Student Government members unanimously passed a bill on Tuesday to expand the football student section during their weekly general assembly meeting.
The bill comes as Texas was ranked No. 1 by the Associated Press on Sept. 16, marking the Longhorns’ on top for the first time since 2008. After its win against Mississippi State, the Longhorns sit at No. 2.
SG created the bill to address growing concerns about the limited capacity of the student section at Darrell K Royal-Texas Memorial Stadium after students reported being denied entry to this season’s home games. The bill recommends teams switch benches, which would allow students to sit behind the home team, or extend the student section to the north end zone, including the upper deck.
Emma Daniell, representing the College of Liberal Arts, said she introduced a petition that supports the expansion bill.
“I’ve been in touch with some other student body presidents from SEC schools, as well as other student ticket holders at those schools, to see what their student sections are like and get some more ideas for Texas Athletics,” Daniell said.
Daniell also proposed a bill revising the Big Ticket to clarify terms and conditions for ticket holders, including the tickets sold and amount available to claim before each game. The assembly will vote on her bill on Oct. 8.

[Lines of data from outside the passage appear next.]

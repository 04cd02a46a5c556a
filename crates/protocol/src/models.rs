//! Pipeline run data models.
//!
//! These structures are exchanged between the orchestrator and plugins as
//! frame payloads, and between the orchestrator and its job/result sink.

use chrono::{DateTime, Utc};
use serde::{Deserialize, Serialize};
use serde_json::Value;
use uuid::Uuid;

/// One step a plugin declares during the metadata handshake.
///
/// Produced by the plugin's `describe` call, never user-authored. Within a
/// descriptor, `index` values are contiguous starting at 0 and `name` is
/// unique.
#[derive(Debug, Clone, PartialEq, Serialize, Deserialize)]
pub struct StepSpec {
    /// Step name, unique within the declaring plugin.
    pub name: String,

    /// Zero-based sequence position.
    pub index: usize,

    /// Optional schema describing the step's expected input.
    #[serde(default, skip_serializing_if = "Option::is_none")]
    pub input_schema: Option<Value>,
}

/// The outcome of one executed step. Immutable once recorded.
#[derive(Debug, Clone, PartialEq, Serialize, Deserialize)]
pub struct StepResult {
    /// Index of the step this result belongs to.
    pub step_index: usize,

    /// Step exit status; non-zero means the step's logic failed.
    pub exit_status: i32,

    /// Wall-clock duration of the step as measured by the plugin.
    pub duration_ms: u64,

    /// Human-readable failure description for non-zero exits.
    #[serde(default, skip_serializing_if = "Option::is_none")]
    pub error_message: Option<String>,
}

impl StepResult {
    /// Whether the step's logic succeeded.
    pub fn succeeded(&self) -> bool {
        self.exit_status == 0
    }
}

/// Which output stream a log line belongs to.
#[derive(Debug, Clone, Copy, PartialEq, Eq, Serialize, Deserialize)]
#[serde(rename_all = "lowercase")]
pub enum LogStream {
    Stdout,
    Stderr,
}

/// One streamed log line as it appears inside a stream chunk frame.
#[derive(Debug, Clone, PartialEq, Serialize, Deserialize)]
pub struct LogChunk {
    pub line: String,
    pub stream: LogStream,
}

/// An append-only log record produced by an execution session.
///
/// Created as chunk frames arrive and forwarded to the sink immediately;
/// ordering within a step matches emission order from the plugin.
#[derive(Debug, Clone, PartialEq, Serialize, Deserialize)]
pub struct LogRecord {
    pub job_id: Uuid,
    pub step_index: usize,
    pub timestamp: DateTime<Utc>,
    pub line: String,
    pub stream: LogStream,
}

/// The per-step context sent with an `execute_step` call.
#[derive(Debug, Clone, PartialEq, Serialize, Deserialize)]
pub struct StepInvocation {
    pub pipeline_id: String,
    pub job_id: Uuid,
    pub step_index: usize,
    pub step_name: String,
}

/// Lifecycle status of one pipeline run.
///
/// Normal progression: Pending -> Running -> Succeeded. Every status other
/// than Pending and Running is terminal, and a session never leaves a
/// terminal status.
#[derive(Serialize, Deserialize, Debug, Clone, Copy, PartialEq, Eq)]
#[serde(rename_all = "SCREAMING_SNAKE_CASE")]
pub enum RunStatus {
    /// Session constructed, plugin not yet driving steps.
    Pending,

    /// Steps are being executed.
    Running,

    /// A step reported a non-zero exit status; later steps were not issued.
    StepFailed,

    /// All declared steps completed with exit status 0.
    Succeeded,

    /// An infrastructure-level failure that was not a process crash
    /// (e.g. a step exceeded its execution ceiling).
    Failed,

    /// The run was cancelled by an external caller.
    Cancelled,

    /// The plugin process died or violated the protocol mid-run.
    Crashed,
}

impl RunStatus {
    /// Whether this status ends the session.
    pub fn is_terminal(self) -> bool {
        !matches!(self, RunStatus::Pending | RunStatus::Running)
    }

    /// Whether this status represents a successful run.
    pub fn is_success(self) -> bool {
        self == RunStatus::Succeeded
    }
}

/// Validate that declared steps carry exactly the indices `0..n`, in order.
///
/// Returns the offending description on failure; the registry turns this
/// into a describe failure for the plugin.
pub fn validate_step_indices(steps: &[StepSpec]) -> Result<(), String> {
    for (expected, step) in steps.iter().enumerate() {
        if step.index != expected {
            return Err(format!(
                "step {:?} declares index {} but position {} was expected",
                step.name, step.index, expected
            ));
        }
    }
    Ok(())
}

According to the bill, Texas Athletics sells more Big Tickets than there are seats in the student section. The bill cites other SEC schools with successful student sections, including the University of Alabama, Louisiana State University and the University of Georgia, that only sell the number of student passes that align with available seating.
The proposal also seeks to penalize season ticket holders who do not use their tickets. This would be similar to the Big Ticket strike system, where students get up to two strikes for not using their claimed tickets before they are banned from claiming tickets for the remainder of the season.
“If there are going to be strikes against your Big Ticket, the alumni will get them if they’re selling,” Daniell said. “Currently, Texas Athletics only discourages that they (do not resell), and at one point, (Texas Athletics said) they had to buy back over 4,000 tickets from scalpers that could have gone to other people.”
University-wide representatives Anthony Nguyen and Matheo Hayek presented another bill advocating for organizational seating in the student section. The proposal suggests three of the seven sections be designated for student organizations that apply to receive a block of seats. The University would choose the organizations through an application and interview process based on the GPA and philanthropy involvement of the groups.
Many assembly members had concerns about the bill, including the inclusion of GPA requirements, quantifying community service and the domination of Greek life organizations. SG will further discuss the bill at next week’s assembly meeting.
“Everyone should be able to enjoy (watching) UT football destroy another team,” Nguyen said. “This legislation is not official. It’s not the immediate start of anything, but it is coinciding talks and finding out how we’re going to face this issue.”